• Input data
################

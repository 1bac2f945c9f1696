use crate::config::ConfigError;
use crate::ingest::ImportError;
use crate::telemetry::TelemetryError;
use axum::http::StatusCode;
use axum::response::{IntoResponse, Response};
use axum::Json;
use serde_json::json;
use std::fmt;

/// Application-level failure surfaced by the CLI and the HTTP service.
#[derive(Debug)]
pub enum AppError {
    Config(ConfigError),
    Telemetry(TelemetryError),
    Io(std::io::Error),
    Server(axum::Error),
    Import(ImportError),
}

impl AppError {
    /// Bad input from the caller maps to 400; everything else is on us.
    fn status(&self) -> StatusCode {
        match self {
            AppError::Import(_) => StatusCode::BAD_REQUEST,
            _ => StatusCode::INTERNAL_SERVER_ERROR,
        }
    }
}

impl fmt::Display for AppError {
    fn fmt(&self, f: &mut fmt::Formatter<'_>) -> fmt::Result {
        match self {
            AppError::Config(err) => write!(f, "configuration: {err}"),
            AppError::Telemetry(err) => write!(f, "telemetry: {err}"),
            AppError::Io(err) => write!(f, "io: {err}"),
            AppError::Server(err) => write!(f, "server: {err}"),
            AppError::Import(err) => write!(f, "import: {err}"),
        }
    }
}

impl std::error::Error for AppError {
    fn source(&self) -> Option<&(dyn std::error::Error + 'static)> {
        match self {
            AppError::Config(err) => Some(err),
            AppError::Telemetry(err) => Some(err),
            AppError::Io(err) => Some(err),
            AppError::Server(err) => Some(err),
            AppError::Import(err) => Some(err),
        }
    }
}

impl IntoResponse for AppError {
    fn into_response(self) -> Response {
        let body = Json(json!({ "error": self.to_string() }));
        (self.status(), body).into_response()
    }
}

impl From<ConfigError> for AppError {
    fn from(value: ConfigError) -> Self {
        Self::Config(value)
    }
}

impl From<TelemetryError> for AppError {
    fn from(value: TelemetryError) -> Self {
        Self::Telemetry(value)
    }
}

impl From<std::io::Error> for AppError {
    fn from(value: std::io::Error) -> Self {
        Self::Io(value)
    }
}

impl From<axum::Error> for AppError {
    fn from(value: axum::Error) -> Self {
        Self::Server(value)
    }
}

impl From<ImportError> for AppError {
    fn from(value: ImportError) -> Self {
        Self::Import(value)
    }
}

################

• Exercise objective
Please reproduce the entire listing. Keep it identical.

• Response
repository 1bac2f945c9f1696
use crate::config::ConfigError;
use crate::ingest::ImportError;
use crate::telemetry::TelemetryError;
use axum::http::StatusCode;
use axum::response::{IntoResponse, Response};
use axum::Json;
use serde_json::json;
use std::fmt;

/// Application-level failure surfaced by the CLI and the HTTP service.
#[derive(Debug)]
pub enum AppError {
    Config(ConfigError),
    Telemetry(TelemetryError),
    Io(std::io::Error),
    Server(axum::Error),
    Import(ImportError),
}

impl AppError {
    /// Bad input from the caller maps to 400; everything else is on us.
    fn status(&self) -> StatusCode {
        match self {
            AppError::Import(_) => StatusCode::BAD_REQUEST,
            _ => StatusCode::INTERNAL_SERVER_ERROR,
        }
    }
}

impl fmt::Display for AppError {
    fn fmt(&self, f: &mut fmt::Formatter<'_>) -> fmt::Result {
        match self {
            AppError::Config(err) => write!(f, "configuration: {err}"),
            AppError::Telemetry(err) => write!(f, "telemetry: {err}"),
            AppError::Io(err) => write!(f, "io: {err}"),
            AppError::Server(err) => write!(f, "server: {err}"),
            AppError::Import(err) => write!(f, "import: {err}"),
        }
    }
}

impl std::error::Error for AppError {
    fn source(&self) -> Option<&(dyn std::error::Error + 'static)> {
        match self {
            AppError::Config(err) => Some(err),
            AppError::Telemetry(err) => Some(err),
            AppError::Io(err) => Some(err),
            AppError::Server(err) => Some(err),
            AppError::Import(err) => Some(err),
        }
    }
}

impl IntoResponse for AppError {
    fn into_response(self) -> Response {
        let body = Json(json!({ "error": self.to_string() }));
        (self.status(), body).into_response()
    }
}

impl From<ConfigError> for AppError {
    fn from(value: ConfigError) -> Self {
        Self::Config(value)
    }
}

impl From<TelemetryError> for AppError {
    fn from(value: TelemetryError) -> Self {
        Self::Telemetry(value)
    }
}

impl From<std::io::Error> for AppError {
    fn from(value: std::io::Error) -> Self {
        Self::Io(value)
    }
}

impl From<axum::Error> for AppError {
    fn from(value: axum::Error) -> Self {
        Self::Server(value)
    }
}

impl From<ImportError> for AppError {
    fn from(value: ImportError) -> Self {
        Self::Import(value)
    }
}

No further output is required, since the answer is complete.